Background: LncRNA can regulate gene at various levels such as apparent genetics, alternative splicing, and regulation of mRNA degradation. However, the molecular mechanism of LncRNA in cholangiocarcinoma is still unclear. This deserves further exploration. Methods: We investigated the expression of AGAP2-AS1 in 32 CCA tissues and two CCA cell lines. We found a LncRNA AGAP2-AS1 which induced by SP1 has not been reported in CCA, and Knockdown and overexpression were used to investigate the biological role of AGAP2-AS1 in vitro. CHIP and RIP were performed to verify the putative targets of AGAP2-AS1. Results: AGAP2-AS1 was significantly upregulated in CCA tumor tissues. SP1 induced AGAP2-AS1 plays an important role in tumorigenesis. AGAP2-AS1 knockdown significantly inhibited proliferation and caused apoptosis in CCA cells.
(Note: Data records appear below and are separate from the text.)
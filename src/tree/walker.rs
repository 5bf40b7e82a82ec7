//! Filesystem walker producing per-pass snapshots of a root

use crate::error::{EntryError, SyncError};
use crate::tree::path;
use serde::Serialize;
use std::collections::HashMap;
use std::path::{Path, PathBuf};
use std::time::SystemTime;
use tracing::{debug, warn};
use walkdir::{DirEntry, WalkDir};

/// Kind of a filesystem entry
#[derive(Debug, Clone, Copy, PartialEq, Eq, Hash, PartialOrd, Ord, Serialize)]
#[serde(rename_all = "lowercase")]
pub enum EntryKind {
    File,
    Directory,
}

/// A regular file found under a root
#[derive(Debug, Clone, PartialEq, Eq)]
pub struct FileEntry {
    pub relative_path: String,
    /// Location on disk, valid only for the pass that scanned it
    pub absolute_path: PathBuf,
    pub size: u64,
    pub modified: Option<SystemTime>,
}

/// Filesystem entry relative to a root
#[derive(Debug, Clone, PartialEq, Eq)]
pub enum Entry {
    File(FileEntry),
    Directory { relative_path: String },
}

impl Entry {
    pub fn kind(&self) -> EntryKind {
        match self {
            Entry::File(_) => EntryKind::File,
            Entry::Directory { .. } => EntryKind::Directory,
        }
    }

    pub fn relative_path(&self) -> &str {
        match self {
            Entry::File(file) => &file.relative_path,
            Entry::Directory { relative_path } => relative_path,
        }
    }
}

/// An entry whose name is not valid UTF-8
///
/// It has no relative path key, so it can never match a source entry. A
/// directory of this kind is reported once and not descended into.
#[derive(Debug, Clone, PartialEq, Eq, Serialize)]
pub struct UnmappedEntry {
    /// Lossy rendering used in reports
    pub display_path: String,
    #[serde(skip)]
    pub absolute_path: PathBuf,
    pub kind: EntryKind,
}

/// Every file and directory beneath one root at one instant
///
/// Entries are sorted by relative path. Lookups are keyed by
/// `(relative_path, kind)`, which is unique within a snapshot. Entries that
/// could not be read are reported in `errors`, and the subtrees they head are
/// listed as incomplete.
#[derive(Debug)]
pub struct Snapshot {
    root: PathBuf,
    entries: Vec<Entry>,
    index: HashMap<(String, EntryKind), usize>,
    unmapped: Vec<UnmappedEntry>,
    incomplete: Vec<String>,
    errors: Vec<EntryError>,
}

impl Snapshot {
    /// Snapshot of a root that holds nothing (or does not exist yet)
    pub fn empty(root: PathBuf) -> Self {
        Self {
            root,
            entries: Vec::new(),
            index: HashMap::new(),
            unmapped: Vec::new(),
            incomplete: Vec::new(),
            errors: Vec::new(),
        }
    }

    fn from_entries(root: PathBuf, mut entries: Vec<Entry>) -> Self {
        entries.sort_by(|a, b| {
            a.relative_path()
                .cmp(b.relative_path())
                .then(a.kind().cmp(&b.kind()))
        });
        let index = entries
            .iter()
            .enumerate()
            .map(|(i, entry)| ((entry.relative_path().to_string(), entry.kind()), i))
            .collect();
        Self {
            entries,
            index,
            ..Self::empty(root)
        }
    }

    pub fn root(&self) -> &Path {
        &self.root
    }

    pub fn entries(&self) -> &[Entry] {
        &self.entries
    }

    pub fn len(&self) -> usize {
        self.entries.len()
    }

    pub fn is_empty(&self) -> bool {
        self.entries.is_empty()
    }

    pub fn files(&self) -> impl Iterator<Item = &FileEntry> {
        self.entries.iter().filter_map(|entry| match entry {
            Entry::File(file) => Some(file),
            Entry::Directory { .. } => None,
        })
    }

    pub fn directories(&self) -> impl Iterator<Item = &str> {
        self.entries.iter().filter_map(|entry| match entry {
            Entry::Directory { relative_path } => Some(relative_path.as_str()),
            Entry::File(_) => None,
        })
    }

    pub fn get(&self, relative_path: &str, kind: EntryKind) -> Option<&Entry> {
        self.index
            .get(&(relative_path.to_string(), kind))
            .map(|&i| &self.entries[i])
    }

    pub fn get_file(&self, relative_path: &str) -> Option<&FileEntry> {
        match self.get(relative_path, EntryKind::File) {
            Some(Entry::File(file)) => Some(file),
            _ => None,
        }
    }

    pub fn contains(&self, relative_path: &str, kind: EntryKind) -> bool {
        self.index.contains_key(&(relative_path.to_string(), kind))
    }

    pub fn unmapped(&self) -> &[UnmappedEntry] {
        &self.unmapped
    }

    /// Paths whose contents could not be fully read
    pub fn incomplete(&self) -> &[String] {
        &self.incomplete
    }

    /// Whether `relative_path` lies in a subtree the scan could not read
    pub fn is_incomplete(&self, relative_path: &str) -> bool {
        self.incomplete
            .iter()
            .any(|unread| path::is_within(unread, relative_path))
    }

    pub fn errors(&self) -> &[EntryError] {
        &self.errors
    }

    /// Move the scan errors out, leaving the snapshot itself intact
    pub fn take_errors(&mut self) -> Vec<EntryError> {
        std::mem::take(&mut self.errors)
    }
}

/// Scanner configuration
#[derive(Debug, Clone, Default)]
pub struct WalkerConfig {
    /// Path component names excluded from the walk (e.g. ".git")
    pub ignore_patterns: Vec<String>,
}

/// Tree scanner for one root
pub struct Walker {
    root: PathBuf,
    config: WalkerConfig,
}

impl Walker {
    /// Create a new walker for the given root path
    pub fn new(root: PathBuf) -> Self {
        Self {
            root,
            config: WalkerConfig::default(),
        }
    }

    /// Create a walker with custom configuration
    pub fn with_config(root: PathBuf, config: WalkerConfig) -> Self {
        Self { root, config }
    }

    /// Walk the root and build a snapshot of everything beneath it
    ///
    /// Fails with `RootNotFound` when the root is missing, and with `Read`
    /// only when the root itself cannot be listed. An unreadable entry below
    /// the root is recorded in the snapshot and the walk continues.
    /// Symbolic links are neither followed nor reported.
    pub fn scan(&self) -> Result<Snapshot, SyncError> {
        match std::fs::metadata(&self.root) {
            Ok(metadata) if metadata.is_dir() => {}
            Ok(_) => return Err(SyncError::NotADirectory(self.root.clone())),
            Err(e) if e.kind() == std::io::ErrorKind::NotFound => {
                return Err(SyncError::RootNotFound(self.root.clone()))
            }
            Err(e) => {
                return Err(SyncError::Read {
                    path: self.root.clone(),
                    source: e,
                })
            }
        }

        let mut entries = Vec::new();
        let mut unmapped = Vec::new();
        let mut unread = Vec::new();
        let mut walker = WalkDir::new(&self.root)
            .follow_links(false)
            .sort_by_file_name()
            .into_iter()
            .filter_entry(|entry| entry.depth() == 0 || !self.should_ignore(entry));

        while let Some(next) = walker.next() {
            let entry = match next {
                Ok(entry) => entry,
                Err(error) => {
                    let failed_path = error
                        .path()
                        .map(Path::to_path_buf)
                        .unwrap_or_else(|| self.root.clone());
                    if error.depth() == 0 {
                        return Err(SyncError::Read {
                            path: failed_path,
                            source: error.into(),
                        });
                    }
                    unread.push((failed_path, std::io::Error::from(error)));
                    continue;
                }
            };

            if entry.depth() == 0 {
                continue;
            }

            let file_type = entry.file_type();
            let Some(relative_path) = path::relative_path(&self.root, entry.path()) else {
                let display_path = path::display_relative(&self.root, entry.path());
                warn!(path = %display_path, "Entry name is not valid UTF-8");
                let kind = if file_type.is_dir() {
                    walker.skip_current_dir();
                    EntryKind::Directory
                } else {
                    EntryKind::File
                };
                unmapped.push(UnmappedEntry {
                    display_path,
                    absolute_path: entry.path().to_path_buf(),
                    kind,
                });
                continue;
            };

            if file_type.is_dir() {
                entries.push(Entry::Directory { relative_path });
            } else if file_type.is_file() {
                let metadata = match entry.metadata() {
                    Ok(metadata) => metadata,
                    Err(error) => {
                        unread.push((entry.path().to_path_buf(), error.into()));
                        continue;
                    }
                };
                entries.push(Entry::File(FileEntry {
                    relative_path,
                    absolute_path: entry.path().to_path_buf(),
                    size: metadata.len(),
                    modified: metadata.modified().ok(),
                }));
            } else {
                debug!(relative_path = %relative_path, "Skipping non-regular entry");
            }
        }

        let mut snapshot = Snapshot::from_entries(self.root.clone(), entries);
        snapshot.unmapped = unmapped;
        for (failed_path, source) in unread {
            let relative_path = path::display_relative(&self.root, &failed_path);
            warn!(relative_path = %relative_path, error = %source, "Entry could not be read");
            snapshot.incomplete.push(relative_path.clone());
            snapshot.errors.push(EntryError::new(
                relative_path,
                SyncError::Read {
                    path: failed_path,
                    source,
                },
            ));
        }

        debug!(
            root = %self.root.display(),
            entries = snapshot.len(),
            unread = snapshot.errors.len(),
            "Scanned root"
        );
        Ok(snapshot)
    }

    /// Check if an entry's name matches an ignore pattern
    fn should_ignore(&self, entry: &DirEntry) -> bool {
        let name = entry.file_name().to_string_lossy();
        self.config
            .ignore_patterns
            .iter()
            .any(|pattern| pattern.as_str() == name)
    }
}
In addition, we demonstrated that AGAP2-AS1 promotes the proliferation of CCA. Conclusions: We conclude that the long non-coding RNA AGAP2-AS1 plays a role in promoting the proliferation of cholangiocarcinoma.

Automated summary

This study identified that in cholangiocarcinoma, the expression of SP1-induced LncRNA AGAP2-AS1 is significantly upregulated, playing a crucial role in tumorigenesis. Knockdown of AGAP2-AS1 can inhibit cell proliferation and induce apoptosis, while AGAP2-AS1 also promotes the proliferation of cholangiocarcinoma.